You can fill in the X’s and have a really good idea of how much money that player is going to make in total if they play the entire contract out. Unfortunately, in today’s NFL very few players make it through the entire life of a contract. Here is the pertinent breakdown:

  1. Contract Years – obviously this is the length of the contract. This is important to know when figuring up the cap number for a player.
  2. Total Worth – the amount that is reported for the player’s contract is the base salary and all bonuses combined over the life of the contract. For instance, Bernard Pollard recently signed a 2-year, $6.3 million contract. That $6.3 million is $4.75 million in base salary, $850,000 in a signing bonus, and $700,000 in roster and workout bonuses.
  3. Guaranteed Money – Players can have guarantees written into their contracts to protect them from being cut. Most of the guarantees you read about are injury guarantees which protect the player from getting cut if injured. Normally, the only fully guaranteed money is the signing bonus.

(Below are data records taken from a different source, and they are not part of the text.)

//! The Auth Gate (§4.6): a single bearer token persisted at server start,
//! bypassed for loopback peers, plus SSH public key registration so remote
//! clients can attach to a job's session over SSH.

use axum::extract::{ConnectInfo, Request, State};
use axum::http::header::AUTHORIZATION;
use axum::middleware::Next;
use axum::response::Response;
use std::net::{IpAddr, Ipv4Addr, Ipv6Addr, SocketAddr};
use std::path::Path;
use std::sync::Arc;

use crate::error::{NexusError, Result};

pub struct AuthGate {
    token: String,
}

impl AuthGate {
    /// Loads the token from `token_path`, generating and persisting a fresh
    /// one with `0600` permissions if none exists yet.
    pub fn init(home: &Path) -> Result<Self> {
        let path = crate::config::token_path(home);
        if let Ok(existing) = std::fs::read_to_string(&path) {
            let token = existing.trim().to_string();
            if !token.is_empty() {
                return Ok(Self { token });
            }
        }
        Self::regenerate(home)
    }

    /// Mints a new token and overwrites the persisted one (the `init-token`
    /// CLI subcommand).
    pub fn regenerate(home: &Path) -> Result<Self> {
        std::fs::create_dir_all(home)?;
        let path = crate::config::token_path(home);
        let token: String = (0..32).map(|_| fast_hex_char()).collect();
        std::fs::write(&path, &token)?;
        set_owner_only_permissions(&path)?;
        tracing::info!(path = %path.display(), "wrote bearer token");
        Ok(Self { token })
    }

    pub fn token(&self) -> &str {
        &self.token
    }

    fn is_authorized(&self, header_value: Option<&str>) -> bool {
        match header_value.and_then(|v| v.strip_prefix("Bearer ")) {
            Some(presented) => constant_time_eq(presented.as_bytes(), self.token.as_bytes()),
            None => false,
        }
    }
}

fn fast_hex_char() -> char {
    use rand::Rng;
    const ALPHABET: &[u8] = b"0123456789abcdef";
    let idx = rand::rng().random_range(0..ALPHABET.len());
    ALPHABET[idx] as char
}

fn constant_time_eq(a: &[u8], b: &[u8]) -> bool {
    if a.len() != b.len() {
        return false;
    }
    a.iter().zip(b).fold(0u8, |acc, (x, y)| acc | (x ^ y)) == 0
}

#[cfg(unix)]
fn set_owner_only_permissions(path: &Path) -> Result<()> {
    use std::os::unix::fs::PermissionsExt;
    let mut perms = std::fs::metadata(path)?.permissions();
    perms.set_mode(0o600);
    std::fs::set_permissions(path, perms)?;
    Ok(())
}

#[cfg(not(unix))]
fn set_owner_only_permissions(_path: &Path) -> Result<()> {
    Ok(())
}

fn is_loopback(addr: &SocketAddr) -> bool {
    match addr.ip() {
        IpAddr::V4(ip) => ip == Ipv4Addr::LOCALHOST,
        IpAddr::V6(ip) => ip == Ipv6Addr::LOCALHOST,
    }
}

/// Axum middleware enforcing §4.6: loopback peers bypass the check entirely;
/// everyone else needs a matching `Authorization: Bearer …` header.
pub async fn require_auth(
    State(gate): State<Arc<AuthGate>>,
    ConnectInfo(peer): ConnectInfo<SocketAddr>,
    request: Request,
    next: Next,
) -> std::result::Result<Response, NexusError> {
    if is_loopback(&peer) {
        return Ok(next.run(request).await);
    }
    let header = request
        .headers()
        .get(AUTHORIZATION)
        .and_then(|v| v.to_str().ok());
    if !gate.is_authorized(header) {
        return Err(NexusError::Unauthenticated);
    }
    Ok(next.run(request).await)
}

/// Appends a submitted public key to `$NEXUS_HOME/authorized_keys`, the file
/// an operator points `sshd`'s `AuthorizedKeysFile` at to allow later
/// session-attach from that client.
pub fn register_ssh_key(home: &Path, public_key: &str) -> Result<()> {
    let key = public_key.trim();
    if key.is_empty() || key.contains('\n') {
        return Err(NexusError::Validation("invalid public key".to_string()));
    }
    std::fs::create_dir_all(home)?;
    let path = home.join("authorized_keys");
    let existing = std::fs::read_to_string(&path).unwrap_or_default();
    if existing.lines().any(|l| l == key) {
        return Ok(());
    }
    let mut contents = existing;
    if !contents.is_empty() && !contents.ends_with('\n') {
        contents.push('\n');
    }
    contents.push_str(key);
    contents.push('\n');
    std::fs::write(&path, contents)?;
    Ok(())
}

#[cfg(test)]
mod tests {
    use super::*;

    #[test]
    fn init_persists_and_reloads_same_token() {
        let dir = tempfile::tempdir().unwrap();
        let gate = AuthGate::init(dir.path()).unwrap();
        let token = gate.token().to_string();
        let reloaded = AuthGate::init(dir.path()).unwrap();
        assert_eq!(reloaded.token(), token);
    }

    #[test]
    fn regenerate_replaces_the_token() {
        let dir = tempfile::tempdir().unwrap();
        let first = AuthGate::init(dir.path()).unwrap().token().to_string();
        let second = AuthGate::regenerate(dir.path()).unwrap();
        assert_ne!(first, second.token());
    }

    #[test]
    fn is_authorized_requires_exact_bearer_match() {
        let dir = tempfile::tempdir().unwrap();
        let gate = AuthGate::init(dir.path()).unwrap();
        let header = format!("Bearer {}", gate.token());
        assert!(gate.is_authorized(Some(&header)));
        assert!(!gate.is_authorized(Some("Bearer wrong")));
        assert!(!gate.is_authorized(None));
    }

    #[test]
    fn loopback_addresses_are_recognized() {
        assert!(is_loopback(&"127.0.0.1:80".parse().unwrap()));
        assert!(is_loopback(&"[::1]:80".parse().unwrap()));
        assert!(!is_loopback(&"10.0.0.1:80".parse().unwrap()));
    }

    #[test]
    fn register_ssh_key_is_idempotent() {
        let dir = tempfile::tempdir().unwrap();
        register_ssh_key(dir.path(), "ssh-ed25519 AAAAexample").unwrap();
        register_ssh_key(dir.path(), "ssh-ed25519 AAAAexample").unwrap();
        let contents = std::fs::read_to_string(dir.path().join("authorized_keys")).unwrap();
        assert_eq!(contents.lines().count(), 1);
    }

    #[test]
    fn register_ssh_key_rejects_multiline_input() {
        let dir = tempfile::tempdir().unwrap();
        let err = register_ssh_key(dir.path(), "ssh-ed25519 AAAA\nssh-ed25519 BBBB").unwrap_err();
        assert!(matches!(err, NexusError::Validation(_)));
    }
}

  4. Signing Bonus – A player that gets a signing bonus might walk away with a big check after signing on the dotted line, but that bonus gets pro-rated out for the life of the contract for cap purposes. For example, Ropati Pitiotua recently signed a 3-year deal that included a $2,175,000 signing bonus. That means that 1/3 of that ($725,000) will count against the Titans’ cap each year that Pitoitua is a Titan.